[Python-Dev] pyparallel and new memory API discussions...

Wed Jun 19 15:10:02 CEST 2013

    The new memory API discussions (and PEP) warrant a quick pyparallel
    update: a couple of weeks after PyCon, I came up with a solution for
    the biggest show-stopper that has been plaguing pyparallel since its
    inception: being able to detect the modification of "main thread"
    Python objects from within a parallel context.

    For example, `data.append(4)` in the example below will generate an
    AssignmentError exception, because data is a main thread object, and
    `data.append(4)` gets executed from within a parallel context::

        data = [ 1, 2, 3 ]

        def work():
            data.append(4)

        async.submit_work(work)

    The solution turned out to be deceptively simple:

      1.  Prior to running parallel threads, lock all "main thread"
          memory pages as read-only (via VirtualProtect on Windows,
          mprotect on POSIX).

      2.  Detect attempts to write to main thread pages during parallel
          thread execution (via SEH on Windows or a SIGSEGV trap on POSIX),
          and raise an exception instead (detection is done in the ceval
          frame exec loop).

      3.  Prior to returning control back to the main thread (which will
          be paused whilst all the parallel threads are running), unlock
          all the "main thread" pages.

      4.  Pause all parallel threads while the main thread runs.

      5.  Go back to 1.

    I got a proof-of-concept working on Windows a while back (and also
    played around with large page support in the same commit).  The main
    changes were to obmalloc.c:

        https://bitbucket.org/tpn/pyparallel/commits/0e70a0caa1c07dc0c14bb5c99cbe808c1c11779f#chg-Objects/obmalloc.c

    The key was the introduction of two new API calls, intended to be
    called by the pyparallel.c infrastructure:

        _PyMem_LockMainThreadPages()
        _PyMem_UnlockMainThreadPages()

    The implementation is pretty simple:

+int
+_PyMem_LockMainThreadPages(void)
+{
+    DWORD old = 0;
+
+    if (!VirtualProtect(base_addr, nbytes_committed, PAGE_READONLY, &old)) {
+        PyErr_SetFromWindowsErr(0);
+        return -1;
+    }

    Note the `base_addr` and `nbytes_committed` argument.  Basically, I
    re-organized obmalloc.c a little bit such that we never actually
    call malloc() directly.  Instead, we exploit the ability to reserve
    huge virtual address ranges without actually committing the memory,
    giving us a fixed `base_addr` void pointer that we can pass to calls
    like VirtualProtect or mprotect.

    We then incrementally commit more pages as demand increases, and
    simply adjust our `nbytes_committed` counter as we go along.  The
    net effect is that we can call VirtualProtect/mprotect once, with a
    single base void pointer and size_t range, and immediately affect the
    protection of all memory pages that fall within that range.

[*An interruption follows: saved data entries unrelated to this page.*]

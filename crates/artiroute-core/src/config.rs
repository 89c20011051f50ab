//! Configuration module
//!
//! This module provides the configuration for the artifact routing service:
//! the six canonical storage roots, cloud netdisk credentials, SSH defaults,
//! the static core-server directory and the optional metadata database.

use std::collections::BTreeMap;
use std::env;
use std::path::PathBuf;

use crate::storage_types::{ArtifactCategory, StorageBackend};

// Common constants
const MAX_CONNECTIONS: u32 = 10;
const CONNECTION_TIMEOUT_SECS: u64 = 30;
const SSH_DEFAULT_HOST: &str = "192.168.1.100";
const SSH_DEFAULT_PORT: u32 = 22;
const SSH_DEFAULT_USER: &str = "root";
const SSH_TIMEOUT_SECS: u64 = 15;
const NETDISK_LOG_PATH: &str = "logs/netdisk_sdk.log";

const DEFAULT_BACKEND_WEIGHTS_ROOT: &str = "data/weights";
const DEFAULT_BACKEND_DATASETS_ROOT: &str = "data/datasets";
const DEFAULT_REMOTE_WEIGHTS_ROOT: &str = "/project/artifacts/weights";
const DEFAULT_REMOTE_DATASETS_ROOT: &str = "/project/artifacts/datasets";

/// Private key file names tried under `~/.ssh`, in order.
const DEFAULT_KEY_NAMES: [&str; 2] = ["id_rsa", "id_ed25519"];

/// Canonical root directory for every (category, backend) pair.
#[derive(Clone, Debug, PartialEq, Eq)]
pub struct StorageRoots {
    pub backend_weights: String,
    pub backend_datasets: String,
    pub cloud_weights: String,
    pub cloud_datasets: String,
    pub other_weights: String,
    pub other_datasets: String,
}

impl Default for StorageRoots {
    fn default() -> Self {
        Self {
            backend_weights: DEFAULT_BACKEND_WEIGHTS_ROOT.to_string(),
            backend_datasets: DEFAULT_BACKEND_DATASETS_ROOT.to_string(),
            cloud_weights: DEFAULT_REMOTE_WEIGHTS_ROOT.to_string(),
            cloud_datasets: DEFAULT_REMOTE_DATASETS_ROOT.to_string(),
            other_weights: DEFAULT_REMOTE_WEIGHTS_ROOT.to_string(),
            other_datasets: DEFAULT_REMOTE_DATASETS_ROOT.to_string(),
        }
    }
}

impl StorageRoots {
    /// Configured root for the pair, trimmed. May be empty if misconfigured.
    pub fn root(&self, category: ArtifactCategory, backend: StorageBackend) -> &str {
        let root = match (backend, category) {
            (StorageBackend::Backend, ArtifactCategory::Weights) => &self.backend_weights,
            (StorageBackend::Backend, ArtifactCategory::Datasets) => &self.backend_datasets,
            (StorageBackend::CloudNetdisk, ArtifactCategory::Weights) => &self.cloud_weights,
            (StorageBackend::CloudNetdisk, ArtifactCategory::Datasets) => &self.cloud_datasets,
            (StorageBackend::OtherRemote, ArtifactCategory::Weights) => &self.other_weights,
            (StorageBackend::OtherRemote, ArtifactCategory::Datasets) => &self.other_datasets,
        };
        root.trim()
    }
}

/// Cloud netdisk credentials and SDK settings.
#[derive(Clone, Debug, Default)]
pub struct NetdiskConfig {
    pub access_token: Option<String>,
    pub is_svip: bool,
    pub log_path: String,
    /// Directory where the netdisk is mounted locally, used by the mounted SDK.
    pub mount_root: Option<String>,
}

/// Identity used when a caller names a server that has no registered config.
#[derive(Clone, Debug, PartialEq, Eq)]
pub struct SshDefaults {
    pub host: String,
    pub port: u32,
    pub user: String,
    pub private_key_path: String,
    pub timeout_secs: u64,
}

impl Default for SshDefaults {
    fn default() -> Self {
        Self {
            host: SSH_DEFAULT_HOST.to_string(),
            port: SSH_DEFAULT_PORT,
            user: SSH_DEFAULT_USER.to_string(),
            private_key_path: fallback_private_key_path(),
            timeout_secs: SSH_TIMEOUT_SECS,
        }
    }
}

/// Core server directory entry, `{"ip": "...", "port": 22}`.
#[derive(Clone, Debug, PartialEq, Eq, serde::Serialize, serde::Deserialize)]
pub struct CoreServerEntry {
    pub ip: String,
    #[serde(default)]
    pub port: u32,
}

/// Artifact service configuration
#[derive(Clone, Debug)]
pub struct ArtifactServiceConfig {
    pub environment: String,
    pub roots: StorageRoots,
    pub netdisk: NetdiskConfig,
    pub ssh: SshDefaults,
    pub core_servers: BTreeMap<String, CoreServerEntry>,
    pub database_url: Option<String>,
    pub db_max_connections: u32,
    pub db_timeout_seconds: u64,
}

/// Application configuration.
#[derive(Clone, Debug)]
pub struct Config(pub Box<ArtifactServiceConfig>);

impl Config {
    fn inner(&self) -> &ArtifactServiceConfig {
        &self.0
    }

    /// Check if the application is running in production mode
    pub fn is_production(&self) -> bool {
        let env = self.inner().environment.to_lowercase();
        env == "production" || env == "prod"
    }

    /// Load configuration from environment variables
    pub fn from_env() -> Result<Self, anyhow::Error> {
        ArtifactServiceConfig::from_env().map(|c| Config(Box::new(c)))
    }

    /// Validate configuration
    pub fn validate(&self) -> Result<(), anyhow::Error> {
        self.inner().validate()
    }

    pub fn environment(&self) -> &str {
        &self.inner().environment
    }

    pub fn roots(&self) -> &StorageRoots {
        &self.inner().roots
    }

    pub fn netdisk(&self) -> &NetdiskConfig {
        &self.inner().netdisk
    }

    pub fn ssh(&self) -> &SshDefaults {
        &self.inner().ssh
    }

    pub fn core_servers(&self) -> &BTreeMap<String, CoreServerEntry> {
        &self.inner().core_servers
    }

    pub fn database_url(&self) -> Option<&str> {
        self.inner().database_url.as_deref()
    }

    pub fn db_max_connections(&self) -> u32 {
        self.inner().db_max_connections
    }

    pub fn db_timeout_seconds(&self) -> u64 {
        self.inner().db_timeout_seconds
    }
}

impl ArtifactServiceConfig {
    pub fn from_env() -> Result<Self, anyhow::Error> {
        dotenvy::dotenv().ok();

        let environment = env::var("ENVIRONMENT")
            .or_else(|_| env::var("APP_ENV"))
            .unwrap_or_else(|_| "development".to_string());

        let roots = StorageRoots {
            backend_weights: env::var("BACKEND_WEIGHTS_ROOT")
                .unwrap_or_else(|_| DEFAULT_BACKEND_WEIGHTS_ROOT.to_string()),
            backend_datasets: env::var("BACKEND_DATASETS_ROOT")
                .unwrap_or_else(|_| DEFAULT_BACKEND_DATASETS_ROOT.to_string()),
            cloud_weights: env::var("CLOUD_WEIGHTS_ROOT")
                .unwrap_or_else(|_| DEFAULT_REMOTE_WEIGHTS_ROOT.to_string()),
            cloud_datasets: env::var("CLOUD_DATASETS_ROOT")
                .unwrap_or_else(|_| DEFAULT_REMOTE_DATASETS_ROOT.to_string()),
            other_weights: env::var("OTHER_WEIGHTS_ROOT")
                .unwrap_or_else(|_| DEFAULT_REMOTE_WEIGHTS_ROOT.to_string()),
            other_datasets: env::var("OTHER_DATASETS_ROOT")
                .unwrap_or_else(|_| DEFAULT_REMOTE_DATASETS_ROOT.to_string()),
        };

        let netdisk = NetdiskConfig {
            access_token: env::var("NETDISK_ACCESS_TOKEN")
                .ok()
                .map(|s| s.trim().to_string())
                .filter(|s| !s.is_empty()),
            is_svip: env::var("NETDISK_IS_SVIP")
                .unwrap_or_else(|_| "false".to_string())
                .to_lowercase()
                .parse()
                .unwrap_or(false),
            log_path: env::var("NETDISK_LOG_PATH").unwrap_or_else(|_| NETDISK_LOG_PATH.to_string()),
            mount_root: env::var("NETDISK_MOUNT_ROOT").ok().filter(|s| !s.trim().is_empty()),
        };

        let ssh = SshDefaults {
            host: env::var("SSH_DEFAULT_HOST").unwrap_or_else(|_| SSH_DEFAULT_HOST.to_string()),
            port: env::var("SSH_DEFAULT_PORT")
                .unwrap_or_else(|_| SSH_DEFAULT_PORT.to_string())
                .parse()
                .unwrap_or(SSH_DEFAULT_PORT),
            user: env::var("SSH_DEFAULT_USER").unwrap_or_else(|_| SSH_DEFAULT_USER.to_string()),
            private_key_path: env::var("SSH_PRIVATE_KEY_PATH")
                .ok()
                .filter(|s| !s.trim().is_empty())
                .unwrap_or_else(fallback_private_key_path),
            timeout_secs: env::var("SSH_TIMEOUT_SECS")
                .unwrap_or_else(|_| SSH_TIMEOUT_SECS.to_string())
                .parse()
                .unwrap_or(SSH_TIMEOUT_SECS),
        };

        let core_servers = match env::var("CORE_SERVERS") {
            Ok(raw) if !raw.trim().is_empty() => parse_core_servers(&raw)?,
            _ => BTreeMap::new(),
        };

        let config = ArtifactServiceConfig {
            environment,
            roots,
            netdisk,
            ssh,
            core_servers,
            database_url: env::var("DATABASE_URL").ok().filter(|s| !s.trim().is_empty()),
            db_max_connections: env::var("DB_MAX_CONNECTIONS")
                .unwrap_or_else(|_| MAX_CONNECTIONS.to_string())
                .parse()
                .unwrap_or(MAX_CONNECTIONS),
            db_timeout_seconds: env::var("DB_TIMEOUT_SECONDS")
                .unwrap_or_else(|_| CONNECTION_TIMEOUT_SECS.to_string())
                .parse()
                .unwrap_or(CONNECTION_TIMEOUT_SECS),
        };

        config.validate()?;
        Ok(config)
    }

    pub fn validate(&self) -> Result<(), anyhow::Error> {
        for category in ArtifactCategory::ALL {
            for backend in StorageBackend::ALL {
                if self.roots.root(category, backend).is_empty() {
                    return Err(anyhow::anyhow!(
                        "Storage root for {} on {} must not be empty",
                        category,
                        backend
                    ));
                }
            }
        }

        if self.ssh.port == 0 || self.ssh.port > 65535 {
            return Err(anyhow::anyhow!("SSH_DEFAULT_PORT must be between 1 and 65535"));
        }

        if self.ssh.host.trim().is_empty() || self.ssh.user.trim().is_empty() {
            return Err(anyhow::anyhow!(
                "SSH_DEFAULT_HOST and SSH_DEFAULT_USER must not be empty"
            ));
        }

        for (key, entry) in &self.core_servers {
            if entry.ip.trim().is_empty() {
                return Err(anyhow::anyhow!("CORE_SERVERS entry '{}' has no ip", key));
            }
            if entry.port > 65535 {
                return Err(anyhow::anyhow!(
                    "CORE_SERVERS entry '{}' has invalid port {}",
                    key,
                    entry.port
                ));
            }
        }

        if let Some(url) = &self.database_url {
            if !url.starts_with("postgres://") && !url.starts_with("postgresql://") {
                return Err(anyhow::anyhow!(
                    "DATABASE_URL must be a valid PostgreSQL connection string"
                ));
            }
        }

        Ok(())
    }
}

/// Parse the `CORE_SERVERS` JSON object (`key -> {"ip", "port"}`).
pub fn parse_core_servers(raw: &str) -> Result<BTreeMap<String, CoreServerEntry>, anyhow::Error> {
    let parsed: BTreeMap<String, CoreServerEntry> = serde_json::from_str(raw)
        .map_err(|e| anyhow::anyhow!("CORE_SERVERS must be a JSON object: {}", e))?;
    Ok(parsed
        .into_iter()
        .map(|(key, entry)| {
            (
                key.trim().to_string(),
                CoreServerEntry {
                    ip: entry.ip.trim().to_string(),
                    port: entry.port,
                },
            )
        })
        .collect())
}

/// First existing private key under `~/.ssh` (`id_rsa`, then `id_ed25519`).
pub fn default_private_key_path() -> Option<PathBuf> {
    let ssh_dir = dirs::home_dir()?.join(".ssh");
    DEFAULT_KEY_NAMES
        .iter()
        .map(|name| ssh_dir.join(name))
        .find(|path| path.is_file())
}

fn fallback_private_key_path() -> String {
    if let Some(found) = default_private_key_path() {
        return found.to_string_lossy().into_owned();
    }
    let guessed = dirs::home_dir()
        .map(|home| home.join(".ssh").join(DEFAULT_KEY_NAMES[0]).to_string_lossy().into_owned())
        .unwrap_or_else(|| format!("~/.ssh/{}", DEFAULT_KEY_NAMES[0]));
    tracing::warn!(
        private_key_path = %guessed,
        "No SSH private key found, set SSH_PRIVATE_KEY_PATH"
    );
    guessed
}

#[cfg(test)]
mod tests {
    use super::*;

    fn sample_config() -> ArtifactServiceConfig {
        ArtifactServiceConfig {
            environment: "development".to_string(),
            roots: StorageRoots::default(),
            netdisk: NetdiskConfig::default(),
            ssh: SshDefaults::default(),
            core_servers: BTreeMap::new(),
            database_url: None,
            db_max_connections: MAX_CONNECTIONS,
            db_timeout_seconds: CONNECTION_TIMEOUT_SECS,
        }
    }

    #[test]
    fn root_lookup_is_trimmed() {
        let roots = StorageRoots {
            other_datasets: "  /srv/datasets  ".to_string(),
            ..StorageRoots::default()
        };
        assert_eq!(
            roots.root(ArtifactCategory::Datasets, StorageBackend::OtherRemote),
            "/srv/datasets"
        );
        assert_eq!(
            roots.root(ArtifactCategory::Weights, StorageBackend::Backend),
            DEFAULT_BACKEND_WEIGHTS_ROOT
        );
    }

    #[test]
    fn validate_rejects_empty_root() {
        let mut config = sample_config();
        config.roots.cloud_weights = "   ".to_string();
        assert!(config.validate().is_err());
    }

    #[test]
    fn validate_rejects_non_postgres_url() {
        let mut config = sample_config();
        config.database_url = Some("mysql://localhost/db".to_string());
        assert!(config.validate().is_err());

        config.database_url = Some("postgres://localhost/artifacts".to_string());
        assert!(config.validate().is_ok());
    }

    #[test]
    fn parse_core_servers_trims_entries() {
        let servers =
            parse_core_servers(r#"{" gpu-01 ": {"ip": " 10.0.0.5 ", "port": 2222}, "gpu-02": {"ip": "10.0.0.6"}}"#)
                .unwrap();
        assert_eq!(servers.len(), 2);
        assert_eq!(
            servers.get("gpu-01"),
            Some(&CoreServerEntry {
                ip: "10.0.0.5".to_string(),
                port: 2222
            })
        );
        assert_eq!(servers.get("gpu-02").map(|e| e.port), Some(0));
    }

    #[test]
    fn parse_core_servers_rejects_non_object() {
        assert!(parse_core_servers("[1, 2]").is_err());
    }

    #[test]
    fn production_detection() {
        let mut config = sample_config();
        config.environment = "Prod".to_string();
        assert!(Config(Box::new(config)).is_production());
    }
}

    As an added bonus, we also get a very cheap and elegant way to test
    if a pointer (or any arbitrary memory address, actually) belongs to
    the main thread's memory range (at least in comparison to the
    existing _PyMem_InRange black magic).  (This is very useful for my
    pyparallel infrastructure, which makes extensive use of conditional
    logic based on address tests.)

        (Side-bar: a side-effect of the approach I've used in the proof-
         of-concept (by only having a single base addr pointer) is that
         we effectively limit the maximum memory we could eventually
         commit.

         I actually quite like this -- in fact, I'd like to tweak it
         such that we can actually expose min/max memory values to the
         Python interpreter at startup (analogous to the JVM).

         Having known upper bounds on maximum memory usage will vastly
         simplify some other areas of my pyparallel work (like the async
         socket stuff).

         For example, consider network programs these days that take a
         "max clients" configuration parameter.  That seems a bit
         backwards to me.

         It would be better if we simply said, "here, Python, you have
         1GB to work with".  That allows us to calculate how many
         clients we could simultaneously serve based on socket memory
         requirements, which allows for much more graceful behavior
         under load than leaving it open-ended.

         Maximum memory constraints would also be useful for the
         parallel.map(callable, iterable) stuff I've got in the works,
         as it'll allow us to optimally chunk work and assign to threads
         based on available memory.)

    So, Victor, I'm interested to hear how the new API you're proposing
    will affect this solution I've come up with for pyparallel; I'm
    going to be absolutely dependent upon the ability to lock main
    thread pages as read-only in one fell-swoop -- am I still going to
    be able to do that with your new API in place?

    Regards,

        Trent.